What you return should match the data exactly, from the first line to the last.

● Excerpts from a dataset
▼▼▼
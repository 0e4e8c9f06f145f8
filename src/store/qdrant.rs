use std::collections::HashMap;
use std::sync::Arc;
use std::time::Instant;

use async_trait::async_trait;
use qdrant_client::qdrant::{
    CountPointsBuilder, CreateCollectionBuilder, Distance, PointStruct, ScoredPoint,
    SearchPointsBuilder, UpsertPointsBuilder, VectorParamsBuilder,
};
use qdrant_client::{Payload, Qdrant};
use uuid::Uuid;

use super::{DocumentBatch, Metadata, MetadataValue, QueryHit, StoreError, VectorStore};
use crate::embedding::{EmbedError, Embedder};

/// Payload key holding the caller's document id.
const ID_KEY: &str = "_id";
/// Payload key holding the embedded document text.
const DOCUMENT_KEY: &str = "_document";

/// Collections on a Qdrant server. Embeddings are computed locally before
/// upsert and search.
pub struct QdrantStore {
    client: Qdrant,
    embedder: Arc<dyn Embedder>,
}

impl QdrantStore {
    pub fn connect(
        url: &str,
        api_key: Option<String>,
        embedder: Arc<dyn Embedder>,
    ) -> Result<Self, StoreError> {
        let client = Qdrant::from_url(url).api_key(api_key).build()?;
        tracing::info!(url, "Connected to Qdrant");
        Ok(Self { client, embedder })
    }

    /// Server errors for a missing collection are opaque, so existence is
    /// checked up front.
    async fn require_collection(&self, name: &str) -> Result<(), StoreError> {
        let exists = self.client.collection_exists(name).await?;
        require_exists(exists, name)
    }
}

pub(crate) fn require_exists(exists: bool, name: &str) -> Result<(), StoreError> {
    if exists {
        Ok(())
    } else {
        Err(StoreError::CollectionNotFound(name.to_string()))
    }
}

/// Qdrant only accepts unsigned integers or UUIDs as point ids, so string ids
/// are mapped onto UUIDv5 values. The same id always lands on the same point.
pub(crate) fn point_id(id: &str) -> String {
    Uuid::new_v5(&Uuid::NAMESPACE_OID, id.as_bytes()).to_string()
}

pub(crate) fn to_payload(id: &str, document: &str, metadata: Metadata) -> Payload {
    let mut map = serde_json::Map::with_capacity(metadata.len() + 2);
    for (key, value) in metadata {
        let value = match value {
            MetadataValue::Bool(b) => serde_json::Value::from(b),
            MetadataValue::Int(i) => serde_json::Value::from(i),
            MetadataValue::Float(x) => serde_json::Value::from(x),
            MetadataValue::Str(s) => serde_json::Value::from(s),
        };
        map.insert(key, value);
    }
    map.insert(ID_KEY.to_string(), id.into());
    map.insert(DOCUMENT_KEY.to_string(), document.into());
    Payload::from(map)
}

pub(crate) fn hit_from_json(
    point: &str,
    payload: HashMap<String, serde_json::Value>,
    score: f32,
) -> Result<QueryHit, StoreError> {
    let mut id = None;
    let mut document = None;
    let mut metadata = Metadata::new();
    for (key, value) in payload {
        match key.as_str() {
            ID_KEY => id = value.as_str().map(str::to_string),
            DOCUMENT_KEY => document = value.as_str().map(str::to_string),
            _ => {
                if let Some(value) = MetadataValue::from_json(value) {
                    metadata.insert(key, value);
                }
            }
        }
    }

    let missing = |field: &str| StoreError::Payload {
        point: point.to_string(),
        reason: format!("missing {field}"),
    };
    Ok(QueryHit {
        id: id.ok_or_else(|| missing(ID_KEY))?,
        document: document.ok_or_else(|| missing(DOCUMENT_KEY))?,
        metadata,
        distance: 1.0 - score,
    })
}

fn hit_from_point(point: ScoredPoint) -> Result<QueryHit, StoreError> {
    let label = format!("{:?}", point.id);
    let payload = point
        .payload
        .into_iter()
        .map(|(key, value)| (key, value.into_json()))
        .collect();
    hit_from_json(&label, payload, point.score)
}

#[async_trait]
impl VectorStore for QdrantStore {
    async fn create_collection(&self, name: &str, metadata: &Metadata) -> Result<(), StoreError> {
        if self.client.collection_exists(name).await? {
            return Err(StoreError::CollectionExists(name.to_string()));
        }

        self.client
            .create_collection(
                CreateCollectionBuilder::new(name).vectors_config(VectorParamsBuilder::new(
                    self.embedder.dimension() as u64,
                    Distance::Cosine,
                )),
            )
            .await?;
        // Qdrant has no collection-level metadata
        tracing::debug!(collection = name, ?metadata, "Collection metadata not persisted");

        Ok(())
    }

    async fn delete_collection(&self, name: &str) -> Result<(), StoreError> {
        self.require_collection(name).await?;
        self.client.delete_collection(name).await?;
        Ok(())
    }

    async fn add(&self, collection: &str, batch: DocumentBatch) -> Result<(), StoreError> {
        batch.validate(collection)?;
        self.require_collection(collection).await?;
        if batch.is_empty() {
            return Ok(());
        }

        let embeddings = self.embedder.embed(&batch.documents)?;
        if embeddings.len() != batch.len() {
            return Err(EmbedError::CountMismatch {
                expected: batch.len(),
                actual: embeddings.len(),
            }
            .into());
        }

        let DocumentBatch {
            ids,
            documents,
            metadatas,
        } = batch;
        let points: Vec<PointStruct> = ids
            .iter()
            .zip(documents.iter())
            .zip(metadatas)
            .zip(embeddings)
            .map(|(((id, document), metadata), embedding)| {
                PointStruct::new(point_id(id), embedding, to_payload(id, document, metadata))
            })
            .collect();

        let start_time = Instant::now();
        self.client
            .upsert_points(UpsertPointsBuilder::new(collection, points).wait(true))
            .await?;
        tracing::info!(collection, "Upsert points time: {:?}", start_time.elapsed());

        Ok(())
    }

    async fn query(
        &self,
        collection: &str,
        query_text: &str,
        n_results: usize,
    ) -> Result<Vec<QueryHit>, StoreError> {
        self.require_collection(collection).await?;
        if n_results == 0 {
            return Ok(Vec::new());
        }
        let embedding = self.embedder.embed_query(query_text)?;

        let search_result = self
            .client
            .search_points(
                SearchPointsBuilder::new(collection, embedding, n_results as u64).with_payload(true),
            )
            .await?;

        search_result
            .result
            .into_iter()
            .map(hit_from_point)
            .collect()
    }

    async fn count(&self, collection: &str) -> Result<usize, StoreError> {
        self.require_collection(collection).await?;
        let response = self
            .client
            .count(CountPointsBuilder::new(collection).exact(true))
            .await?;
        Ok(response.result.map(|r| r.count as usize).unwrap_or(0))
    }
}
▲▲▲
● TASK ANSWER
repository 0e4e8c9f06f145f8
filename src/store/qdrant.rs
use std::collections::HashMap;
use std::sync::Arc;
use std::time::Instant;

use async_trait::async_trait;
use qdrant_client::qdrant::{
    CountPointsBuilder, CreateCollectionBuilder, Distance, PointStruct, ScoredPoint,
    SearchPointsBuilder, UpsertPointsBuilder, VectorParamsBuilder,
};
use qdrant_client::{Payload, Qdrant};
use uuid::Uuid;

use super::{DocumentBatch, Metadata, MetadataValue, QueryHit, StoreError, VectorStore};
use crate::embedding::{EmbedError, Embedder};

/// Payload key holding the caller's document id.
const ID_KEY: &str = "_id";
/// Payload key holding the embedded document text.
const DOCUMENT_KEY: &str = "_document";

/// Collections on a Qdrant server. Embeddings are computed locally before
/// upsert and search.
pub struct QdrantStore {
    client: Qdrant,
    embedder: Arc<dyn Embedder>,
}

impl QdrantStore {
    pub fn connect(
        url: &str,
        api_key: Option<String>,
        embedder: Arc<dyn Embedder>,
    ) -> Result<Self, StoreError> {
        let client = Qdrant::from_url(url).api_key(api_key).build()?;
        tracing::info!(url, "Connected to Qdrant");
        Ok(Self { client, embedder })
    }

    /// Server errors for a missing collection are opaque, so existence is
    /// checked up front.
    async fn require_collection(&self, name: &str) -> Result<(), StoreError> {
        let exists = self.client.collection_exists(name).await?;
        require_exists(exists, name)
    }
}

pub(crate) fn require_exists(exists: bool, name: &str) -> Result<(), StoreError> {
    if exists {
        Ok(())
    } else {
        Err(StoreError::CollectionNotFound(name.to_string()))
    }
}

/// Qdrant only accepts unsigned integers or UUIDs as point ids, so string ids
/// are mapped onto UUIDv5 values. The same id always lands on the same point.
pub(crate) fn point_id(id: &str) -> String {
    Uuid::new_v5(&Uuid::NAMESPACE_OID, id.as_bytes()).to_string()
}

pub(crate) fn to_payload(id: &str, document: &str, metadata: Metadata) -> Payload {
    let mut map = serde_json::Map::with_capacity(metadata.len() + 2);
    for (key, value) in metadata {
        let value = match value {
            MetadataValue::Bool(b) => serde_json::Value::from(b),
            MetadataValue::Int(i) => serde_json::Value::from(i),
            MetadataValue::Float(x) => serde_json::Value::from(x),
            MetadataValue::Str(s) => serde_json::Value::from(s),
        };
        map.insert(key, value);
    }
    map.insert(ID_KEY.to_string(), id.into());
    map.insert(DOCUMENT_KEY.to_string(), document.into());
    Payload::from(map)
}

pub(crate) fn hit_from_json(
    point: &str,
    payload: HashMap<String, serde_json::Value>,
    score: f32,
) -> Result<QueryHit, StoreError> {
    let mut id = None;
    let mut document = None;
    let mut metadata = Metadata::new();
    for (key, value) in payload {
        match key.as_str() {
            ID_KEY => id = value.as_str().map(str::to_string),
            DOCUMENT_KEY => document = value.as_str().map(str::to_string),
            _ => {
                if let Some(value) = MetadataValue::from_json(value) {
                    metadata.insert(key, value);
                }
            }
        }
    }

    let missing = |field: &str| StoreError::Payload {
        point: point.to_string(),
        reason: format!("missing {field}"),
    };
    Ok(QueryHit {
        id: id.ok_or_else(|| missing(ID_KEY))?,
        document: document.ok_or_else(|| missing(DOCUMENT_KEY))?,
        metadata,
        distance: 1.0 - score,
    })
}

fn hit_from_point(point: ScoredPoint) -> Result<QueryHit, StoreError> {
    let label = format!("{:?}", point.id);
    let payload = point
        .payload
        .into_iter()
        .map(|(key, value)| (key, value.into_json()))
        .collect();
    hit_from_json(&label, payload, point.score)
}

#[async_trait]
impl VectorStore for QdrantStore {
    async fn create_collection(&self, name: &str, metadata: &Metadata) -> Result<(), StoreError> {
        if self.client.collection_exists(name).await? {
            return Err(StoreError::CollectionExists(name.to_string()));
        }

        self.client
            .create_collection(
                CreateCollectionBuilder::new(name).vectors_config(VectorParamsBuilder::new(
                    self.embedder.dimension() as u64,
                    Distance::Cosine,
                )),
            )
            .await?;
        // Qdrant has no collection-level metadata
        tracing::debug!(collection = name, ?metadata, "Collection metadata not persisted");

        Ok(())
    }

    async fn delete_collection(&self, name: &str) -> Result<(), StoreError> {
        self.require_collection(name).await?;
        self.client.delete_collection(name).await?;
        Ok(())
    }

    async fn add(&self, collection: &str, batch: DocumentBatch) -> Result<(), StoreError> {
        batch.validate(collection)?;
        self.require_collection(collection).await?;
        if batch.is_empty() {
            return Ok(());
        }

        let embeddings = self.embedder.embed(&batch.documents)?;
        if embeddings.len() != batch.len() {
            return Err(EmbedError::CountMismatch {
                expected: batch.len(),
                actual: embeddings.len(),
            }
            .into());
        }

        let DocumentBatch {
            ids,
            documents,
            metadatas,
        } = batch;
        let points: Vec<PointStruct> = ids
            .iter()
            .zip(documents.iter())
            .zip(metadatas)
            .zip(embeddings)
            .map(|(((id, document), metadata), embedding)| {
                PointStruct::new(point_id(id), embedding, to_payload(id, document, metadata))
            })
            .collect();

        let start_time = Instant::now();
        self.client
            .upsert_points(UpsertPointsBuilder::new(collection, points).wait(true))
            .await?;
        tracing::info!(collection, "Upsert points time: {:?}", start_time.elapsed());

        Ok(())
    }

    async fn query(
        &self,
        collection: &str,
        query_text: &str,
        n_results: usize,
    ) -> Result<Vec<QueryHit>, StoreError> {
        self.require_collection(collection).await?;
        if n_results == 0 {
            return Ok(Vec::new());
        }
        let embedding = self.embedder.embed_query(query_text)?;

        let search_result = self
            .client
            .search_points(
                SearchPointsBuilder::new(collection, embedding, n_results as u64).with_payload(true),
            )
            .await?;

        search_result
            .result
            .into_iter()
            .map(hit_from_point)
            .collect()
    }

    async fn count(&self, collection: &str) -> Result<usize, StoreError> {
        self.require_collection(collection).await?;
        let response = self
            .client
            .count(CountPointsBuilder::new(collection).exact(true))
            .await?;
        Ok(response.result.map(|r| r.count as usize).unwrap_or(0))
    }
}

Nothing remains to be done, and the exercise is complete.